Deployment allows servers to support 56-kbps modem standard.

Happy days have arrived at last for 56-kbps modem owners: The V.90 protocol, which supports the two incompatible 56-kbps modem standards, has finally been deployed by many major Internet service providers. And many other ISPs are completing the test cycle and expect to roll out V.90 support within weeks. With the V.90 firmware running on their modem servers, ISPs can push data at full 56-kbps rates to users dialing in with modems built on either K56flex or x2 chip sets.

ISPs Climb on the Bandwagon
America Online says its network providers have deployed V.90 support on more than 90 percent of the ports available to AOL users, while CompuServe has V.90 running in 200 cities and expects to upgrade more than 90 percent of its network by the end of the year.

At Concentric Networks, Vice President of Operations Tony Zeis says the company is "in the final stages of testing V.90 and ... anticipates deployment at the end of [September]." Atlanta-based MindSpring earlier this week announced that it has begun rolling out V.90 and expects more than 80 percent of its customers to have V.90 access within a month. And in Fairfax, Virginia, UUNet Technologies, which provides network services to many national ISPs, announced in late June that it had deployed V.90 support on more than 300,000 ports at more than 700 access points.
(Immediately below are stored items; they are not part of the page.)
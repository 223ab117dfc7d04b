//! Fetch-serving strategies.
//!
//! ### Cache-First
//! Serve from the cache without touching the network. On a miss, fetch,
//! store a 2xx copy, and return whatever the network answered. With neither,
//! answer 503.
//!
//! ### Network-First
//! Always try the network. A 2xx copy is stored and the cache trimmed. If the
//! network is unreachable, fall back to the cached copy, else 503.
//!
//! ### Stale-While-Revalidate
//! Return the cached copy immediately and refresh it in a detached task. On
//! a miss, wait for the network. Refresh failures are logged and dropped,
//! and a refresh never re-creates a cache deleted while it was in flight.
//!
//! No strategy returns an error: every fault becomes a 503 response.

use qrsw_core::{Error, ResponsePayload};
use serde::{Deserialize, Serialize};

use super::ServiceWorker;
use crate::fetch::Request;

const CACHE_FIRST_UNAVAILABLE: &str = "Offline content not available";
const NETWORK_FIRST_UNAVAILABLE: &str = "Network request failed and no cached version available";
const REVALIDATE_UNAVAILABLE: &str = "Request failed";

#[derive(Debug, Clone, Copy, PartialEq, Eq, Hash, Serialize, Deserialize, schemars::JsonSchema)]
#[serde(rename_all = "snake_case")]
pub enum Strategy {
    CacheFirst,
    NetworkFirst,
    StaleWhileRevalidate,
}

impl ServiceWorker {
    /// Serve a request from the named cache with the given strategy.
    pub async fn serve(&self, strategy: Strategy, request: &Request, cache: &str) -> ResponsePayload {
        match strategy {
            Strategy::CacheFirst => self.cache_first(request, cache).await,
            Strategy::NetworkFirst => self.network_first(request, cache).await,
            Strategy::StaleWhileRevalidate => self.stale_while_revalidate(request, cache).await,
        }
    }

    pub async fn cache_first(&self, request: &Request, cache: &str) -> ResponsePayload {
        match self.try_cache_first(request, cache).await {
            Ok(response) => response,
            Err(e) => {
                tracing::warn!(url = %request.url, error = %e, "cache first strategy failed");
                ResponsePayload::service_unavailable(CACHE_FIRST_UNAVAILABLE)
            }
        }
    }

    async fn try_cache_first(&self, request: &Request, cache: &str) -> Result<ResponsePayload, Error> {
        if let Some(hit) = self.lookup(request, cache).await? {
            tracing::debug!(url = %request.url, cache, "serving from cache");
            return Ok(hit);
        }

        tracing::debug!(url = %request.url, cache, "fetching and caching");
        let response = self.network.fetch(request).await?;
        if response.is_ok() {
            self.store(request, cache, &response).await?;
        }
        Ok(response)
    }

    pub async fn network_first(&self, request: &Request, cache: &str) -> ResponsePayload {
        tracing::debug!(url = %request.url, "network first");
        match self.network.fetch(request).await {
            Ok(response) => {
                if response.is_ok()
                    && let Err(e) = self.store(request, cache, &response).await
                {
                    tracing::warn!(url = %request.url, error = %e, "failed to cache network response");
                }
                response
            }
            Err(network_err) => {
                tracing::debug!(url = %request.url, error = %network_err, "network failed, trying cache");
                match self.lookup(request, cache).await {
                    Ok(Some(hit)) => hit,
                    Ok(None) => ResponsePayload::service_unavailable(NETWORK_FIRST_UNAVAILABLE),
                    Err(e) => {
                        tracing::warn!(url = %request.url, error = %e, "cache fallback failed");
                        ResponsePayload::service_unavailable(NETWORK_FIRST_UNAVAILABLE)
                    }
                }
            }
        }
    }

    pub async fn stale_while_revalidate(&self, request: &Request, cache: &str) -> ResponsePayload {
        let cached = match self.lookup(request, cache).await {
            Ok(cached) => cached,
            Err(e) => {
                tracing::warn!(url = %request.url, error = %e, "stale while revalidate failed");
                return ResponsePayload::service_unavailable(REVALIDATE_UNAVAILABLE);
            }
        };

        if let Some(hit) = cached {
            tracing::debug!(url = %request.url, "serving stale content");
            let worker = self.clone();
            let background = request.clone();
            let target = cache.to_string();
            self.spawn_background(async move {
                if let Err(e) = worker.refresh_stale(&background, &target).await {
                    tracing::warn!(url = %background.url, error = %e, "background revalidation failed");
                }
            })
            .await;
            return hit;
        }

        tracing::debug!(url = %request.url, "no cache, waiting for network");
        match self.revalidate(request, cache).await {
            Ok(response) => response,
            Err(e) => {
                tracing::warn!(url = %request.url, error = %e, "stale while revalidate failed");
                ResponsePayload::service_unavailable(REVALIDATE_UNAVAILABLE)
            }
        }
    }

    /// Fetch and, on 2xx, store a copy, creating the cache if needed.
    ///
    /// A failed write is logged; the network response is still returned.
    async fn revalidate(&self, request: &Request, cache: &str) -> Result<ResponsePayload, Error> {
        let response = self.network.fetch(request).await?;
        if response.is_ok()
            && let Err(e) = self.store(request, cache, &response).await
        {
            tracing::warn!(url = %request.url, error = %e, "failed to update cache");
        }
        Ok(response)
    }

    /// Background half of Stale-While-Revalidate.
    ///
    /// Only writes into a cache that still exists: a refresh finishing after a
    /// newer version purged this cache must not bring it back.
    async fn refresh_stale(&self, request: &Request, cache: &str) -> Result<(), Error> {
        let response = self.network.fetch(request).await?;
        if !response.is_ok() || !request.is_cacheable() {
            return Ok(());
        }

        let updated = self
            .db
            .update_entry(cache, request.url.as_str(), request.method.as_str(), &response)
            .await?;
        if updated {
            self.enforce_limit(cache).await?;
        } else {
            tracing::debug!(url = %request.url, cache, "cache was deleted, dropping refreshed copy");
        }
        Ok(())
    }

    async fn lookup(&self, request: &Request, cache: &str) -> Result<Option<ResponsePayload>, Error> {
        self.db
            .match_entry(cache, request.url.as_str(), request.method.as_str())
            .await
    }

    /// Write a response and apply the cache's size limit.
    ///
    /// Non-GET requests are never stored.
    async fn store(&self, request: &Request, cache: &str, response: &ResponsePayload) -> Result<(), Error> {
        if !request.is_cacheable() {
            tracing::debug!(url = %request.url, method = %request.method, "not caching mutating request");
            return Ok(());
        }
        self.db
            .put_entry(cache, request.url.as_str(), request.method.as_str(), response)
            .await?;
        self.enforce_limit(cache).await?;
        Ok(())
    }
}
EarthLink Director of Internet Operations Steve Dougherty says his company uses UUNet in many areas. In areas where EarthLink runs its own network, "We think that we will roll out [V.90] in three to four weeks," Dougherty says. Microsoft Network Premiere runs entirely on UUNet's network.

The Standards Wars
The sordid history of the 56-kbps modem is enough to make anyone who's been following the industry groan. For some time modem users were forced to choose devices based on either 3Com U.S. Robotics x2 or Lucent/Rockwell's K56flex standards, depending on what the users' ISPs were supporting. Fortunately, modem manufacturers and vendors finally managed to put together a unified 56K standard called V.90.

3Com says all x2 modems will use x2 to achieve 56-kbps speeds until ISPs convert to V.90. However, K56flex modems can only hold either K56flex code or V.90 code. So if you upgrade to V.90 before your ISP provides it, you lose K56flex functionality, and your modem will be limited to a 33.6-kbps maximum data rate.